University of Vermont

College of Agriculture and Life Sciences

Balancing Food Safety with Food Excellence

Scientist Informs Fierce Debate Between Cheesemakers and Regulators

Dennis D'Amico in his lab.
Researcher Dennis 'DJ' D'Amico conducts scientific environmental surveillance of raw milk to assess risks and to control and eliminate the deadly pathogen listeria. His work led to a second-place national award as a developing scientist and informed the FDA and Health Canada as they evaluate the food safety of soft-ripened, raw-milk cheeses.

Farmstead cheese is one of the great recent successes of dairying. Vermont leads in its production in New England, and the University of Vermont had the great good sense to launch, in 2004, the first and only comprehensive research and teaching center – the Vermont Institute for Artisan Cheese (VIAC).
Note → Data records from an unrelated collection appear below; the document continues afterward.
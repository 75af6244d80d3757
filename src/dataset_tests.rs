#[cfg(test)]
mod tests {
    use crate::column::col;
    use crate::config::Config;
    use crate::error::Error;
    use crate::flavor::Flavor;
    use crate::modifiers::raw;
    use crate::value::Value;
    use crate::{Dataset, Limit};
    use pretty_assertions::assert_eq;

    fn test_ds() -> Dataset {
        Dataset::default().from("test")
    }

    #[test]
    fn mutators_do_not_affect_original() {
        let base = test_ds();
        let filtered = base.where_([("a", 1)]).unwrap();
        let ordered = filtered.order("name");
        let _limited = ordered.limit(10).unwrap();

        assert_eq!(base.sql().unwrap(), "SELECT * FROM test");
        assert_eq!(filtered.sql().unwrap(), "SELECT * FROM test WHERE (a = 1)");
        assert_eq!(
            ordered.sql().unwrap(),
            "SELECT * FROM test WHERE (a = 1) ORDER BY name"
        );
        assert!(base.options().where_fragment().is_none());
        assert_eq!(ordered.options().limit(), None);
    }

    #[test]
    fn clones_share_nothing_mutable() {
        let a = test_ds();
        let b = a.clone().select("x");
        assert_ne!(a, b);
        assert_eq!(a, test_ds());
    }

    #[test]
    fn limit_forms() {
        let ds = test_ds();
        let cases: Vec<(Limit, &str)> = vec![
            (10.into(), "SELECT * FROM test LIMIT 10"),
            ((6, 10).into(), "SELECT * FROM test LIMIT 6 OFFSET 10"),
            ((3..7).into(), "SELECT * FROM test LIMIT 4 OFFSET 3"),
            ((3..=7).into(), "SELECT * FROM test LIMIT 5 OFFSET 3"),
        ];
        for (limit, expected) in cases {
            assert_eq!(ds.limit(limit).unwrap().sql().unwrap(), expected);
        }
    }

    #[test]
    fn invalid_limits() {
        let ds = test_ds();
        assert!(matches!(ds.limit(-1), Err(Error::InvalidOptionValue(_))));
        assert!(matches!(ds.limit((5, -2)), Err(Error::InvalidOptionValue(_))));
        #[allow(clippy::reversed_empty_ranges)]
        let reversed = 7..3;
        assert!(matches!(ds.limit(reversed), Err(Error::InvalidOptionValue(_))));
    }

    #[test]
    fn select_forms() {
        let ds = test_ds();
        assert_eq!(
            ds.select(col("test").all()).sql().unwrap(),
            "SELECT test.* FROM test"
        );
        assert_eq!(
            ds.select(col("test__name").as_("n")).sql().unwrap(),
            "SELECT test.name AS n FROM test"
        );
        assert_eq!(
            ds.select("test__name___n").sql().unwrap(),
            "SELECT test.name AS n FROM test"
        );
        assert_eq!(
            ds.select(("a", "b")).select(()).sql().unwrap(),
            "SELECT * FROM test"
        );
        assert_eq!(
            ds.select("a").select_all().sql().unwrap(),
            "SELECT * FROM test"
        );
    }

    #[test]
    fn distinct_and_uniq() {
        assert_eq!(
            test_ds().select("name").distinct().sql().unwrap(),
            "SELECT DISTINCT name FROM test"
        );
        assert_eq!(
            test_ds().select("name").uniq().sql().unwrap(),
            "SELECT DISTINCT name FROM test"
        );
    }

    #[test]
    fn order_and_reverse_order() {
        let ds = test_ds();
        assert_eq!(
            ds.order(("name", col("price").desc())).sql().unwrap(),
            "SELECT * FROM test ORDER BY name, price DESC"
        );
        assert_eq!(
            ds.reverse_order("name").sql().unwrap(),
            "SELECT * FROM test ORDER BY name DESC"
        );
        assert_eq!(
            ds.reverse_order(col("name").desc()).sql().unwrap(),
            "SELECT * FROM test ORDER BY name"
        );
        assert_eq!(
            ds.order(("name", col("price").desc()))
                .reverse_order(())
                .sql()
                .unwrap(),
            "SELECT * FROM test ORDER BY name DESC, price"
        );
        assert_eq!(
            ds.order(raw("clumsy DESC, fool")).reverse_order(()).sql().unwrap(),
            "SELECT * FROM test ORDER BY clumsy, fool DESC"
        );
        assert_eq!(ds.reverse_order(()), ds);
    }

    #[test]
    fn from_subquery() {
        let ds = Dataset::default();
        assert_eq!(
            ds.from(ds.from("a")).sql().unwrap(),
            "SELECT * FROM a"
        );
        let sub = ds.from("a").where_([("a", 1)]).unwrap();
        assert_eq!(
            ds.from(sub).sql().unwrap(),
            "SELECT * FROM (SELECT * FROM a WHERE (a = 1))"
        );
    }

    #[test]
    fn grouping_rules() {
        let grouped = test_ds().group("t");
        assert_eq!(
            grouped.having("sum(x) > 10").unwrap().sql().unwrap(),
            "SELECT * FROM test GROUP BY t HAVING sum(x) > 10"
        );
        assert!(matches!(
            grouped.where_([("a", 1)]),
            Err(Error::IllegalFilterContext(_))
        ));
        assert!(matches!(
            grouped.exclude("a = 1"),
            Err(Error::IllegalFilterContext(_))
        ));
        assert!(matches!(
            test_ds().having("sum(x) > 10"),
            Err(Error::IllegalFilterContext(_))
        ));
    }

    #[test]
    fn qualified_field_name() {
        let ds = Dataset::default().from("items");
        assert_eq!(ds.qualified_field_name("test.a", "items").unwrap(), "test.a");
        assert_eq!(ds.qualified_field_name("ccc__b", "items").unwrap(), "ccc.b");
        assert_eq!(ds.qualified_field_name("a", "items").unwrap(), "items.a");
    }

    #[test]
    fn literal_delegates() {
        let ds = test_ds();
        assert_eq!(ds.literal(Vec::<i64>::new()).unwrap(), "NULL");
        assert_eq!(
            ds.literal(vec![Value::from(1), "a'b''c".into(), 3.into()]).unwrap(),
            "1, 'a''b''''c', 3"
        );
        assert_eq!(ds.literal(col("items__abc___a")).unwrap(), "items.abc AS a");
        assert_eq!(ds.literal(raw("NOW()")).unwrap(), "NOW()");
        assert_eq!(
            ds.literal(ds.select("name")).unwrap(),
            "(SELECT name FROM test)"
        );
    }

    #[test]
    fn flavor_quoting() {
        let ds = Dataset::new(Config::from(Flavor::MySQL))
            .from("items")
            .select(("id", "items__name___n"))
            .where_([("price", 10)])
            .unwrap();
        assert_eq!(
            ds.sql().unwrap(),
            "SELECT `id`, `items`.`name` AS `n` FROM `items` WHERE (`price` = 10)"
        );
    }

    #[test]
    fn column_tokens_cannot_escape_identifier_quotes() {
        let pg = Dataset::new(Config::from(Flavor::PostgreSQL)).from("test");
        assert_eq!(pg.literal(col("bad\"name")).unwrap(), "\"bad\"\"name\"");
        assert_eq!(pg.literal(col("my column")).unwrap(), "\"my column\"");
        assert_eq!(
            pg.where_([("x\" = 1 OR \"y", 1)]).unwrap().sql().unwrap(),
            "SELECT * FROM \"test\" WHERE (\"x\"\" = 1 OR \"\"y\" = 1)"
        );
        assert_eq!(
            pg.select("a; DROP TABLE test").sql().unwrap(),
            "SELECT \"a; DROP TABLE test\" FROM \"test\""
        );
        assert_eq!(
            pg.update_sql([("na\"me", "x")]).unwrap(),
            "UPDATE \"test\" SET \"na\"\"me\" = 'x'"
        );
    }

    #[test]
    fn raw_text_is_emitted_verbatim() {
        let pg = Dataset::new(Config::from(Flavor::PostgreSQL)).from("test");
        assert_eq!(
            pg.select(raw("COUNT(*)")).order(raw("a DESC")).sql().unwrap(),
            "SELECT COUNT(*) FROM \"test\" ORDER BY a DESC"
        );
    }

    #[test]
    fn row_decorator_and_naked() {
        let ds = test_ds().set_row_decorator(|row: crate::Row| row);
        assert!(ds.row_decorator().is_some());
        assert!(ds.naked().row_decorator().is_none());
        assert_eq!(ds.naked(), ds);
    }
}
But the cheese industry recently faced several recalls and two multi-state e coli outbreaks that sickened 50 people. And the USDA is scrutinizing raw milk cheesemakers with an eye toward strict laws.

As senior research scientist for VIAC, Dennis “DJ” D’Amico’s research sits squarely at the four-way intersection of this burgeoning agriculture sector, unpredictable spates of food-borne illnesses, proposed federal regulations and fierce debate.

‘Talk about being at the right place at the right time.

“Dennis “DJ” D’Amico will lead the balance between assuring public safety and keeping the vibrant cheesemaking sector free of unnecessary restrictions,” said Tom Vogelmann, dean of UVM’s College of Agriculture and Life Sciences as he presented D’Amico with the College’s New Achiever Award on May 14 at its alumni and friends awards dinner on campus. D'Amico lives in Essex Junction.

D’Amico earned his UVM degrees in nutrition and food sciences in 2002 and 2004; and animal, nutrition and food sciences in 2008. He was an outstanding undergrad, called a natural teacher and people manager while he was a grad student and worked with minimal supervision as a Ph.D. candidate. He was hired immediately by UVM’s VIAC. He is also a lecturer for the Institute and three other courses. He has tallied nine peer-reviewed publications and 12 abstracts. At such a young age, he fluently communicates with small-time cheesemakers, international regulators, fellow scientists and national reporters, with equal aplomb.

In conducting research on the threat of pathogens in raw-milk-artisan cheesemaking, he attracted national funding, then did the work it would normally take a large team of researchers. He conducts scientific environmental surveillance of raw milk to assess risks and to control and eliminate the deadly pathogen listeria. His work led to a second-place national award as a developing scientist and informed the FDA and Health Canada as they evaluate the food safety of soft-ripened, raw-milk cheeses.

This spring, DJ’s research was the subject of much media attention including “The New York Times,” the “Atlantic,” ABC and Fox News.

In nominating him for this award, Catherine Donnelly said, “DJ is the singular, most outstanding scientist with whom I have had the pleasure of working.” Co-Director of VIAC, Donnelly was DJ’s Ph.D. advisor and now is his employer.

Paul Kindstedt also co-director of VIAC, called D’Amico’s research “timely and much needed, and has already positioned DJ as one of the top experts in this country on the microbiology of raw milk cheeses.” He added, “it is imperative to have credible, unbiased scientific data to guide public policy debates on critical issues of this nature, and even more critical to have outstanding young scientists such as DJ D’Amico conducting this work.”

It was duly noted that D’Amico is also a connoisseur beer maker who leads workshops on beer and cheese pairings. ‘Just one more reason to raise a glass to his rapid rise in the world of farm-based artisan foods.